◆ **What is needed**
Copy every line of the records below where the word "Option" occurs.
** Opening Task material block **
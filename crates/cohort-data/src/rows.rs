//! Wire rows for the three remote tables and their mapping to core records.
//!
//! Column names follow the remote schema. Null text becomes an empty string;
//! rows missing a key they are joined on are dropped with a warning.

use cohort_core::{EvaluationRecord, GroupRecord, NewStudent, StudentRecord};
use serde::{Deserialize, Serialize};

pub const GROUP_COLUMNS: &str = "id_grupo,nome_grupo,tema,id_avaliacao";
pub const EVALUATION_COLUMNS: &str = "id_avaliacao,descricao,nota";
pub const STUDENT_COLUMNS: &str = "nome,id_grupo";

#[derive(Debug, Clone, Deserialize)]
pub struct GroupRow {
    pub id_grupo: Option<i64>,
    pub nome_grupo: Option<String>,
    pub tema: Option<String>,
    pub id_avaliacao: Option<i64>,
}

#[derive(Debug, Clone, Deserialize)]
pub struct EvaluationRow {
    pub id_avaliacao: Option<i64>,
    pub descricao: Option<String>,
    pub nota: Option<f64>,
}

#[derive(Debug, Clone, Deserialize)]
pub struct StudentRow {
    pub nome: Option<String>,
    pub id_grupo: Option<i64>,
}

/// Row inserted into the students table on sign-up.
#[derive(Debug, Clone, PartialEq, Eq, Serialize)]
pub struct StudentInsert {
    pub nome: String,
    pub matricula: String,
    pub email: String,
}

impl From<&NewStudent> for StudentInsert {
    fn from(student: &NewStudent) -> Self {
        Self {
            nome: student.name.clone(),
            matricula: student.registration.clone(),
            email: student.email.clone(),
        }
    }
}

pub fn into_groups(rows: Vec<GroupRow>) -> Vec<GroupRecord> {
    rows.into_iter()
        .filter_map(|row| {
            let Some(id) = row.id_grupo else {
                tracing::warn!(name = ?row.nome_grupo, "skipping group row without id");
                return None;
            };
            Some(GroupRecord {
                id,
                name: row.nome_grupo.unwrap_or_default(),
                topic: row.tema.unwrap_or_default(),
                evaluation_id: row.id_avaliacao,
            })
        })
        .collect()
}

pub fn into_evaluations(rows: Vec<EvaluationRow>) -> Vec<EvaluationRecord> {
    rows.into_iter()
        .filter_map(|row| {
            let Some(id) = row.id_avaliacao else {
                tracing::warn!("skipping evaluation row without id");
                return None;
            };
            Some(EvaluationRecord {
                id,
                description: row.descricao.unwrap_or_default(),
                score: row.nota,
            })
        })
        .collect()
}

pub fn into_students(rows: Vec<StudentRow>) -> Vec<StudentRecord> {
    rows.into_iter()
        .filter_map(|row| {
            // Students without a group belong to no card.
            let Some(group_id) = row.id_grupo else {
                tracing::warn!(name = ?row.nome, "skipping student row without group id");
                return None;
            };
            Some(StudentRecord {
                name: row.nome.unwrap_or_default(),
                group_id,
            })
        })
        .collect()
}

#[cfg(test)]
mod tests {
    use pretty_assertions::assert_eq;

    use super::*;

    const GROUPS_FIXTURE: &str = r#"[
        {"id_grupo": 1, "nome_grupo": "Alpha", "tema": "AI", "id_avaliacao": 10},
        {"id_grupo": 2, "nome_grupo": null, "tema": "Robotics", "id_avaliacao": null},
        {"id_grupo": null, "nome_grupo": "Broken", "tema": "?", "id_avaliacao": 3}
    ]"#;

    const EVALUATIONS_FIXTURE: &str = r#"[
        {"id_avaliacao": 10, "descricao": "Great work", "nota": 9.5},
        {"id_avaliacao": 11, "descricao": null, "nota": null},
        {"id_avaliacao": 12, "descricao": "Integer score", "nota": 7}
    ]"#;

    const STUDENTS_FIXTURE: &str = r#"[
        {"nome": "Ana", "id_grupo": 1},
        {"nome": "Unassigned", "id_grupo": null},
        {"nome": null, "id_grupo": 2}
    ]"#;

    #[test]
    fn maps_group_rows() {
        let rows: Vec<GroupRow> = serde_json::from_str(GROUPS_FIXTURE).unwrap();
        let groups = into_groups(rows);
        assert_eq!(groups.len(), 2);
        assert_eq!(
            groups[0],
            GroupRecord {
                id: 1,
                name: "Alpha".into(),
                topic: "AI".into(),
                evaluation_id: Some(10),
            }
        );
        assert_eq!(groups[1].name, "");
        assert_eq!(groups[1].evaluation_id, None);
    }

    #[test]
    fn maps_evaluation_rows() {
        let rows: Vec<EvaluationRow> = serde_json::from_str(EVALUATIONS_FIXTURE).unwrap();
        let evaluations = into_evaluations(rows);
        assert_eq!(evaluations.len(), 3);
        assert_eq!(evaluations[0].score, Some(9.5));
        assert_eq!(evaluations[1].description, "");
        assert_eq!(evaluations[1].score, None);
        assert_eq!(evaluations[2].score, Some(7.0));
    }

    #[test]
    fn maps_student_rows_dropping_unassigned() {
        let rows: Vec<StudentRow> = serde_json::from_str(STUDENTS_FIXTURE).unwrap();
        let students = into_students(rows);
        assert_eq!(
            students,
            vec![
                StudentRecord { name: "Ana".into(), group_id: 1 },
                StudentRecord { name: String::new(), group_id: 2 },
            ]
        );
    }

    #[derive(Clone, Default)]
    struct LogBuffer(std::sync::Arc<std::sync::Mutex<Vec<u8>>>);

    impl std::io::Write for LogBuffer {
        fn write(&mut self, buf: &[u8]) -> std::io::Result<usize> {
            self.0.lock().expect("log buffer").extend_from_slice(buf);
            Ok(buf.len())
        }

        fn flush(&mut self) -> std::io::Result<()> {
            Ok(())
        }
    }

    fn warnings_while(run: impl FnOnce()) -> String {
        let buffer = LogBuffer::default();
        let writer = buffer.clone();
        let subscriber = tracing_subscriber::fmt()
            .with_max_level(tracing::Level::WARN)
            .with_ansi(false)
            .with_writer(move || writer.clone())
            .finish();
        tracing::subscriber::with_default(subscriber, run);
        let bytes = buffer.0.lock().expect("log buffer").clone();
        String::from_utf8(bytes).expect("utf8 logs")
    }

    #[test]
    fn every_keyless_row_kind_is_reported() {
        let logs = warnings_while(|| {
            into_groups(serde_json::from_str(GROUPS_FIXTURE).unwrap());
            into_evaluations(serde_json::from_str(r#"[{"id_avaliacao": null, "descricao": "x", "nota": 1}]"#).unwrap());
            into_students(serde_json::from_str(STUDENTS_FIXTURE).unwrap());
        });
        assert!(logs.contains("skipping group row without id"));
        assert!(logs.contains("skipping evaluation row without id"));
        assert!(logs.contains("skipping student row without group id"));
        assert!(logs.contains("Unassigned"));
    }

    #[test]
    fn student_insert_uses_remote_columns() {
        let insert = StudentInsert::from(&NewStudent {
            name: "Ana".into(),
            registration: "2024001".into(),
            email: "ana@example.edu".into(),
        });
        let value = serde_json::to_value(&insert).unwrap();
        assert_eq!(value["nome"], "Ana");
        assert_eq!(value["matricula"], "2024001");
        assert_eq!(value["email"], "ana@example.edu");
    }
}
** Closing Task material block **
◆ **Response to the exercise**
    pub id_grupo: Option<i64>,
    pub nome_grupo: Option<String>,
    pub tema: Option<String>,
    pub id_avaliacao: Option<i64>,
    pub id_avaliacao: Option<i64>,
    pub descricao: Option<String>,
    pub nota: Option<f64>,
    pub nome: Option<String>,
    pub id_grupo: Option<i64>,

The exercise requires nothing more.